Records excerpted from a collection:
//! Nearby-business search providers.
//!
//! The tracker only depends on the [`PlacesSearch`] trait; the shipped
//! implementation talks to the Google Places Nearby Search API.

pub mod places;
pub mod retry;

#[cfg(test)]
pub mod fake;

use crate::error::SearchError;
use crate::models::{Coordinate, Place};
use async_trait::async_trait;

pub use places::{GooglePlacesClient, PlacesClientConfig};
pub use retry::{with_retry, RetryPolicy};

/// A provider that returns rank-ordered businesses near a coordinate.
///
/// Implementations must return results already ordered by relevance and
/// keep business identifiers stable across calls within a run.
#[async_trait]
pub trait PlacesSearch: Send + Sync {
    async fn search(
        &self,
        location: Coordinate,
        radius_meters: u32,
        term: &str,
    ) -> Result<Vec<Place>, SearchError>;
}
//! Snapshot history.
//!
//! Snapshots are stored one JSON object per line and only ever appended.
//! Reads filter by keyword id and return snapshots oldest first.
//!
//! [`SnapshotStore`] does blocking file I/O. Async callers that share one
//! file go through [`SharedStore`], which serializes access and runs the
//! I/O on the blocking pool.

use crate::error::HistoryError;
use crate::models::RankingSnapshot;
use serde::{Deserialize, Serialize};
use std::fmt;
use std::fs::{self, OpenOptions};
use std::io::Write;
use std::path::{Path, PathBuf};
use std::sync::Arc;
use tokio::sync::Mutex;
use tracing::debug;

/// Append-only JSON-lines store of ranking snapshots.
#[derive(Debug, Clone)]
pub struct SnapshotStore {
    path: PathBuf,
}

impl SnapshotStore {
    pub fn new(path: impl Into<PathBuf>) -> Self {
        Self { path: path.into() }
    }

    pub fn path(&self) -> &Path {
        &self.path
    }

    /// Append a snapshot. Snapshots for one keyword must arrive in time order.
    pub fn append(&self, snapshot: &RankingSnapshot) -> Result<(), HistoryError> {
        if let Some(latest) = self.latest(&snapshot.keyword_id)? {
            if snapshot.timestamp < latest.timestamp {
                return Err(HistoryError::OutOfOrder {
                    keyword_id: snapshot.keyword_id.clone(),
                    timestamp: snapshot.timestamp,
                });
            }
        }

        let mut line = serde_json::to_string(snapshot)?;
        line.push('\n');

        if let Some(parent) = self.path.parent().filter(|p| !p.as_os_str().is_empty()) {
            fs::create_dir_all(parent).map_err(|source| self.io_error(source))?;
        }

        let mut file = OpenOptions::new()
            .create(true)
            .append(true)
            .open(&self.path)
            .map_err(|source| self.io_error(source))?;
        file.write_all(line.as_bytes())
            .map_err(|source| self.io_error(source))?;

        debug!(
            "Appended snapshot for '{}' to {}",
            snapshot.keyword_id,
            self.path.display()
        );
        Ok(())
    }

    /// Every stored snapshot, in file order. A missing file is empty history.
    pub fn load_all(&self) -> Result<Vec<RankingSnapshot>, HistoryError> {
        if !self.path.exists() {
            return Ok(Vec::new());
        }

        let content = fs::read_to_string(&self.path).map_err(|source| self.io_error(source))?;

        content
            .lines()
            .enumerate()
            .filter(|(_, line)| !line.trim().is_empty())
            .map(|(i, line)| {
                serde_json::from_str(line).map_err(|source| HistoryError::Corrupt {
                    path: self.path.clone(),
                    line: i + 1,
                    source,
                })
            })
            .collect()
    }

    /// Snapshots for one keyword, oldest first.
    pub fn history(&self, keyword_id: &str) -> Result<Vec<RankingSnapshot>, HistoryError> {
        let mut snapshots: Vec<_> = self
            .load_all()?
            .into_iter()
            .filter(|s| s.keyword_id == keyword_id)
            .collect();
        snapshots.sort_by_key(|s| s.timestamp);
        Ok(snapshots)
    }

    pub fn latest(&self, keyword_id: &str) -> Result<Option<RankingSnapshot>, HistoryError> {
        Ok(self.history(keyword_id)?.pop())
    }

    /// Compare against the latest snapshot for the keyword, append, and
    /// return the change with the keyword's full history.
    pub fn record(&self, snapshot: &RankingSnapshot) -> Result<Recorded, HistoryError> {
        let previous = self.latest(&snapshot.keyword_id)?;
        let change = RankChange::between(previous.as_ref(), snapshot.rank);
        self.append(snapshot)?;
        let history = self.history(&snapshot.keyword_id)?;
        Ok(Recorded { change, history })
    }

    fn io_error(&self, source: std::io::Error) -> HistoryError {
        HistoryError::Io {
            path: self.path.clone(),
            source,
        }
    }
}

/// Result of [`SnapshotStore::record`].
#[derive(Debug, Clone)]
pub struct Recorded {
    pub change: RankChange,
    /// Snapshots for the keyword, oldest first, including the new one.
    pub history: Vec<RankingSnapshot>,
}

/// A [`SnapshotStore`] shared between concurrent tracking tasks.
///
/// One record at a time holds the lock, so the read-compare-append
/// sequence is atomic and readers never see a half-written line.
#[derive(Debug, Clone)]
pub struct SharedStore {
    path: PathBuf,
    inner: Arc<Mutex<SnapshotStore>>,
}

impl SharedStore {
    pub fn new(store: SnapshotStore) -> Self {
        Self {
            path: store.path().to_path_buf(),
            inner: Arc::new(Mutex::new(store)),
        }
    }

    pub fn path(&self) -> &Path {
        &self.path
    }

    pub async fn record(&self, snapshot: RankingSnapshot) -> Result<Recorded, HistoryError> {
        let store = self.inner.lock().await;
        let worker = store.clone();
        tokio::task::spawn_blocking(move || worker.record(&snapshot)).await?
    }
}

/// Movement of the composite rank between two runs. Lower is better.
#[derive(Debug, Clone, Copy, PartialEq, Eq, Serialize, Deserialize)]
#[serde(tag = "kind", rename_all = "snake_case")]
pub enum RankChange {
    /// No earlier snapshot, or one side has no data (rank 0).
    NoBaseline,
    Unchanged { rank: u32 },
    Improved { from: u32, to: u32 },
    Dropped { from: u32, to: u32 },
}

impl RankChange {
    pub fn between(previous: Option<&RankingSnapshot>, current_rank: u32) -> Self {
        match previous.map(|p| p.rank) {
            None | Some(0) => RankChange::NoBaseline,
            Some(_) if current_rank == 0 => RankChange::NoBaseline,
            Some(from) if current_rank < from => RankChange::Improved {
                from,
                to: current_rank,
            },
            Some(from) if current_rank > from => RankChange::Dropped {
                from,
                to: current_rank,
            },
            Some(rank) => RankChange::Unchanged { rank },
        }
    }

    /// Whether this change should raise an alert.
    pub fn is_alert(&self) -> bool {
        matches!(self, RankChange::Improved { .. } | RankChange::Dropped { .. })
    }

    pub fn is_drop(&self) -> bool {
        matches!(self, RankChange::Dropped { .. })
    }
}

impl fmt::Display for RankChange {
    fn fmt(&self, f: &mut fmt::Formatter<'_>) -> fmt::Result {
        match self {
            RankChange::NoBaseline => write!(f, "no baseline"),
            RankChange::Unchanged { rank } => write!(f, "unchanged at #{}", rank),
            RankChange::Improved { from, to } => write!(f, "improved #{} → #{}", from, to),
            RankChange::Dropped { from, to } => write!(f, "dropped #{} → #{}", from, to),
        }
    }
}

Directions -> Please copy every line of the records above in which "content" appears.

Solution for this task ->
        let content = fs::read_to_string(&self.path).map_err(|source| self.io_error(source))?;
        content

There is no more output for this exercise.